Contrary to the claims of former Minister of Justice Didier Migaud, judicial discretion in cases of apology of terrorism is now undermined by the increasing politicisation of legal matters. By imposing a government-approved narrative and directing judges on how to classify cases that should be left to judicial discretion, the circular challenges the independence of the judiciary.

  • A Rule of Law issue: respect for the hierarchy of norms

Under Article 10 of the European Convention on Human Rights, freedom of expression is a cornerstone of democratic societies, protecting not only favourable or neutral speech but also expression that may offend, shock, or disturb. France’s extensive and inconsistent judicial practice regarding the offence of apology of terrorism contradicts these principles, particularly in cases where the act in question does not constitute a real or imminent threat to public safety.

In terms of case law, the European Court of Human Rights (ECHR) has already examined these issues in several judgments, the most recent being Rouillan v. France, in which the Court found that the authorities had violated the applicant’s right to freedom of expression by imposing a disproportionate sentence in relation to the legitimate aim pursued and necessary in a democratic society.

Nevertheless, the reluctance of the French authorities to fully implement and meaningfully engage in the enforcement of this ruling has broader implications for human rights protection in France. The binding nature of the ECHR judgments is a fundamental feature of the European human rights system, and member states are obligated to comply with these rulings to maintain the protections enshrined in the European Convention on Human Rights. Delays or failures in implementing the Court’s judgments undermine not only the Court’s authority but also France’s commitment to the rule of law, thereby calling into question the protection of fundamental rights at the national level. The absence of ambitious general measures to address the underlying conditions that led to these violations reflects a systemic failure to prevent their recurrence, and thus an inability to adequately protect the rights of individuals within France’s legal framework.

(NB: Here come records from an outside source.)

//! 日志系统模块
//!
//! 基于 tracing 生态实现引擎的日志输出：
//!
//! - 控制台输出（默认写到 stderr，标准输出留给命令结果）
//! - 可选的文件输出，按时间轮转
//! - 文本或 JSON 格式
//! - `RUST_LOG` 优先于配置中的级别
//!
//! # 示例
//!
//! ```rust,no_run
//! use chips_modules::utils::logger::{Logger, LoggerConfig, RotationStrategy};
//!
//! let config = LoggerConfig::builder()
//!     .level("debug")
//!     .file_output("./logs")
//!     .rotation(RotationStrategy::Daily)
//!     .build();
//!
//! let _guard = Logger::init(config).unwrap();
//! tracing::info!(module_id = "blog", "模块已加载");
//! ```

use crate::core::config::LogConfig;
use crate::utils::{CoreError, Result};
use std::io;
use std::path::PathBuf;
use std::str::FromStr;
use std::sync::OnceLock;
use tracing_appender::non_blocking::{NonBlocking, WorkerGuard};
use tracing_appender::rolling::{RollingFileAppender, Rotation};
use tracing_subscriber::layer::SubscriberExt;
use tracing_subscriber::util::SubscriberInitExt;
use tracing_subscriber::{fmt, EnvFilter, Layer, Registry};

/// 日志文件名前缀
pub const DEFAULT_FILE_PREFIX: &str = "chips-modules";

// ============================================================================
// 日志轮转策略
// ============================================================================

/// 日志轮转策略
#[derive(Debug, Clone, Copy, PartialEq, Eq, Default)]
pub enum RotationStrategy {
    /// 不轮转
    Never,
    /// 每分钟轮转
    Minutely,
    /// 每小时轮转
    Hourly,
    /// 每天轮转
    #[default]
    Daily,
}

impl RotationStrategy {
    fn to_rotation(self) -> Rotation {
        match self {
            RotationStrategy::Never => Rotation::NEVER,
            RotationStrategy::Minutely => Rotation::MINUTELY,
            RotationStrategy::Hourly => Rotation::HOURLY,
            RotationStrategy::Daily => Rotation::DAILY,
        }
    }
}

impl FromStr for RotationStrategy {
    type Err = CoreError;

    fn from_str(s: &str) -> Result<Self> {
        match s.to_lowercase().as_str() {
            "never" | "none" => Ok(RotationStrategy::Never),
            "minutely" | "minute" => Ok(RotationStrategy::Minutely),
            "hourly" | "hour" => Ok(RotationStrategy::Hourly),
            "daily" | "day" => Ok(RotationStrategy::Daily),
            other => Err(CoreError::InvalidConfigValue {
                key: "logging.rotation".to_string(),
                reason: format!("未知的轮转策略: {}", other),
            }),
        }
    }
}

impl std::fmt::Display for RotationStrategy {
    fn fmt(&self, f: &mut std::fmt::Formatter<'_>) -> std::fmt::Result {
        let s = match self {
            RotationStrategy::Never => "never",
            RotationStrategy::Minutely => "minutely",
            RotationStrategy::Hourly => "hourly",
            RotationStrategy::Daily => "daily",
        };
        f.write_str(s)
    }
}

// ============================================================================
// 日志配置
// ============================================================================

/// 控制台输出目标
#[derive(Debug, Clone, Copy, PartialEq, Eq, Default)]
pub enum ConsoleTarget {
    /// 不输出到控制台
    Off,
    /// 标准输出
    Stdout,
    /// 标准错误
    #[default]
    Stderr,
}

/// 日志系统配置
#[derive(Debug, Clone)]
pub struct LoggerConfig {
    /// 默认日志级别（`trace` / `debug` / `info` / `warn` / `error`）
    pub level: String,

    /// 是否使用 JSON 格式
    pub json_format: bool,

    /// 控制台输出目标
    pub console: ConsoleTarget,

    /// 文件输出目录（None 表示不输出到文件）
    pub file_output: Option<PathBuf>,

    /// 日志文件名前缀
    pub file_prefix: String,

    /// 日志轮转策略
    pub rotation: RotationStrategy,

    /// 保留的日志文件数
    pub max_files: usize,

    /// 是否显示 target
    pub show_target: bool,

    /// 是否显示文件名和行号
    pub show_file_line: bool,

    /// 额外的过滤指令（EnvFilter 格式），例如 `chips_modules::module::dependency=trace`
    pub filter_directives: Option<String>,

    /// 控制台是否启用 ANSI 颜色
    pub ansi_colors: bool,
}

impl Default for LoggerConfig {
    fn default() -> Self {
        Self {
            level: "info".to_string(),
            json_format: false,
            console: ConsoleTarget::default(),
            file_output: None,
            file_prefix: DEFAULT_FILE_PREFIX.to_string(),
            rotation: RotationStrategy::Daily,
            max_files: 7,
            show_target: true,
            show_file_line: false,
            filter_directives: None,
            ansi_colors: true,
        }
    }
}

impl LoggerConfig {
    /// 创建配置构建器
    pub fn builder() -> LoggerConfigBuilder {
        LoggerConfigBuilder::new()
    }

    /// 从配置文件中的 [`LogConfig`] 创建
    ///
    /// 无法识别的轮转策略回退为按天轮转。
    pub fn from_log_config(log_config: &LogConfig) -> Self {
        Self {
            level: log_config.level.clone(),
            json_format: log_config.json_format,
            file_output: if log_config.file_output {
                log_config.log_dir.clone()
            } else {
                None
            },
            rotation: log_config.rotation.parse().unwrap_or_default(),
            max_files: log_config.max_files,
            ..Default::default()
        }
    }
}

/// 日志配置构建器
#[derive(Debug, Default)]
pub struct LoggerConfigBuilder {
    config: LoggerConfig,
}

impl LoggerConfigBuilder {
    /// 创建新的构建器
    pub fn new() -> Self {
        Self::default()
    }

    /// 设置日志级别
    pub fn level(mut self, level: impl Into<String>) -> Self {
        self.config.level = level.into();
        self
    }

    /// 启用 JSON 格式输出
    pub fn json_format(mut self, enable: bool) -> Self {
        self.config.json_format = enable;
        self
    }

    /// 设置控制台输出目标
    pub fn console(mut self, target: ConsoleTarget) -> Self {
        self.config.console = target;
        self
    }

    /// 设置文件输出目录
    pub fn file_output(mut self, dir: impl Into<PathBuf>) -> Self {
        self.config.file_output = Some(dir.into());
        self
    }

    /// 设置日志文件前缀
    pub fn file_prefix(mut self, prefix: impl Into<String>) -> Self {
        self.config.file_prefix = prefix.into();
        self
    }

    /// 设置轮转策略
    pub fn rotation(mut self, strategy: RotationStrategy) -> Self {
        self.config.rotation = strategy;
        self
    }

    /// 设置保留文件数
    pub fn max_files(mut self, count: usize) -> Self {
        self.config.max_files = count;
        self
    }

    /// 显示 target
    pub fn show_target(mut self, enable: bool) -> Self {
        self.config.show_target = enable;
        self
    }

    /// 显示文件名和行号
    pub fn show_file_line(mut self, enable: bool) -> Self {
        self.config.show_file_line = enable;
        self
    }

    /// 设置过滤指令
    pub fn filter_directives(mut self, directives: impl Into<String>) -> Self {
        self.config.filter_directives = Some(directives.into());
        self
    }

    /// 启用 ANSI 颜色
    pub fn ansi_colors(mut self, enable: bool) -> Self {
        self.config.ansi_colors = enable;
        self
    }

    /// 构建配置
    pub fn build(self) -> LoggerConfig {
        self.config
    }
}

// ============================================================================
// 日志守卫
// ============================================================================

/// 日志系统守卫
///
/// 持有非阻塞写入器的 WorkerGuard，丢弃时刷新挂起的日志。
pub struct LogGuard {
    _guards: Vec<WorkerGuard>,
}

impl LogGuard {
    fn empty() -> Self {
        Self {
            _guards: Vec::new(),
        }
    }
}

// ============================================================================
// 日志系统
// ============================================================================

static LOGGER_INITIALIZED: OnceLock<()> = OnceLock::new();

type BoxedLayer = Box<dyn Layer<Registry> + Send + Sync>;

/// 日志系统
pub struct Logger;

impl Logger {
    /// 初始化全局日志系统
    ///
    /// 返回的 [`LogGuard`] 必须保持存活直到程序退出。
    ///
    /// # 错误
    ///
    /// 日志系统已初始化或过滤指令无效时返回 `InitFailed`。
    pub fn init(config: LoggerConfig) -> Result<LogGuard> {
        if LOGGER_INITIALIZED.get().is_some() {
            return Err(CoreError::InitFailed(
                "日志系统已初始化，不能重复初始化".to_string(),
            ));
        }

        let env_filter = Self::create_env_filter(&config)?;
        let mut guard = LogGuard::empty();
        let mut layers: Vec<BoxedLayer> = Vec::new();

        let console = match config.console {
            ConsoleTarget::Off => None,
            ConsoleTarget::Stdout => Some(tracing_appender::non_blocking(io::stdout())),
            ConsoleTarget::Stderr => Some(tracing_appender::non_blocking(io::stderr())),
        };
        if let Some((writer, worker)) = console {
            guard._guards.push(worker);
            layers.push(Self::layer(&config, writer, config.ansi_colors));
        }

        if let Some(log_dir) = &config.file_output {
            let appender = RollingFileAppender::builder()
                .rotation(config.rotation.to_rotation())
                .filename_prefix(config.file_prefix.as_str())
                .filename_suffix("log")
                .max_log_files(config.max_files.max(1))
                .build(log_dir)
                .map_err(|e| CoreError::InitFailed(format!("无法创建日志文件: {}", e)))?;
            let (writer, worker) = tracing_appender::non_blocking(appender);
            guard._guards.push(worker);
            layers.push(Self::layer(&config, writer, false));
        }

        tracing_subscriber::registry()
            .with(layers)
            .with(env_filter)
            .try_init()
            .map_err(|e| CoreError::InitFailed(format!("日志系统初始化失败: {}", e)))?;

        let _ = LOGGER_INITIALIZED.set(());
        Ok(guard)
    }

    fn layer(config: &LoggerConfig, writer: NonBlocking, ansi: bool) -> BoxedLayer {
        let base = fmt::layer()
            .with_writer(writer)
            .with_target(config.show_target)
            .with_file(config.show_file_line)
            .with_line_number(config.show_file_line);

        if config.json_format {
            base.json().with_ansi(false).boxed()
        } else {
            base.with_ansi(ansi).boxed()
        }
    }

    fn create_env_filter(config: &LoggerConfig) -> Result<EnvFilter> {
        // RUST_LOG 优先
        let mut filter = match EnvFilter::try_from_default_env() {
            Ok(filter) => filter,
            Err(_) => EnvFilter::try_new(&config.level)
                .map_err(|e| CoreError::InitFailed(format!("无效的日志级别 {}: {}", config.level, e)))?,
        };

        if let Some(directives) = &config.filter_directives {
            for directive in directives.split(',').map(str::trim).filter(|d| !d.is_empty()) {
                let parsed = directive.parse().map_err(|e| {
                    CoreError::InitFailed(format!("无效的过滤指令 {}: {}", directive, e))
                })?;
                filter = filter.add_directive(parsed);
            }
        }

        Ok(filter)
    }
}

// ============================================================================
// 便捷宏
// ============================================================================

/// 创建带模块上下文的 span
///
/// ```rust,ignore
/// let span = chips_modules::module_span!("blog", "on_install");
/// let _enter = span.enter();
/// ```
#[macro_export]
macro_rules! module_span {
    ($module_id:expr, $stage:expr) => {
        tracing::info_span!("module", module_id = %$module_id, stage = %$stage)
    };
}

/// 记录钩子执行失败
#[macro_export]
macro_rules! log_hook_failure {
    ($module_id:expr, $hook:expr, $error:expr) => {
        tracing::warn!(
            module_id = %$module_id,
            hook = %$hook,
            error = %$error,
            "生命周期钩子执行失败"
        )
    };
}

  • The proliferation of SLAPP3 suits in cases of apology of terrorism

While the recent surge in legal proceedings related to the geopolitical and humanitarian situation in the Middle East highlights the risks of a politicised use of the offence of apology of terrorism, the issue at hand extends far beyond this conflict and its treatment at the national level. In France, the use of this offence to restrict legitimate critical opinions and criminalise dissent has created a chilling effect that discourages public participation. These practices, often described as SLAPPs (Strategic Lawsuits Against Public Participation), are particularly used to silence dissent on public interest issues and therefore demand urgent attention. They intimidate citizens, journalists, activists, and civil society organisations, leading to self-censorship out of fear of legal repercussions – a direct threat to the fundamental principles of democracy. SLAPPs can take civil, commercial, administrative, or criminal forms. However, when they involve criminal proceedings, the potential sanctions carry an even stronger deterrent effect, increasing the likelihood of self-censorship due to the severe consequences for those targeted. 

The current legal framework and the broad interpretation of apology of terrorism, particularly through the Dupont-Moretti circular, have created fertile ground for the expansion of SLAPP lawsuits. However, as reported by Libération, many proceedings initiated following the 7 October events remain shrouded in secrecy, leaving those involved without any information on the status of investigations or legal actions. This lack of transparency only worsens the uncertainty and anxiety experienced by those targeted, prolonging their legal uncertainty and potentially exposing them to further risks, whether in relation to their reputation, profession, or personal life.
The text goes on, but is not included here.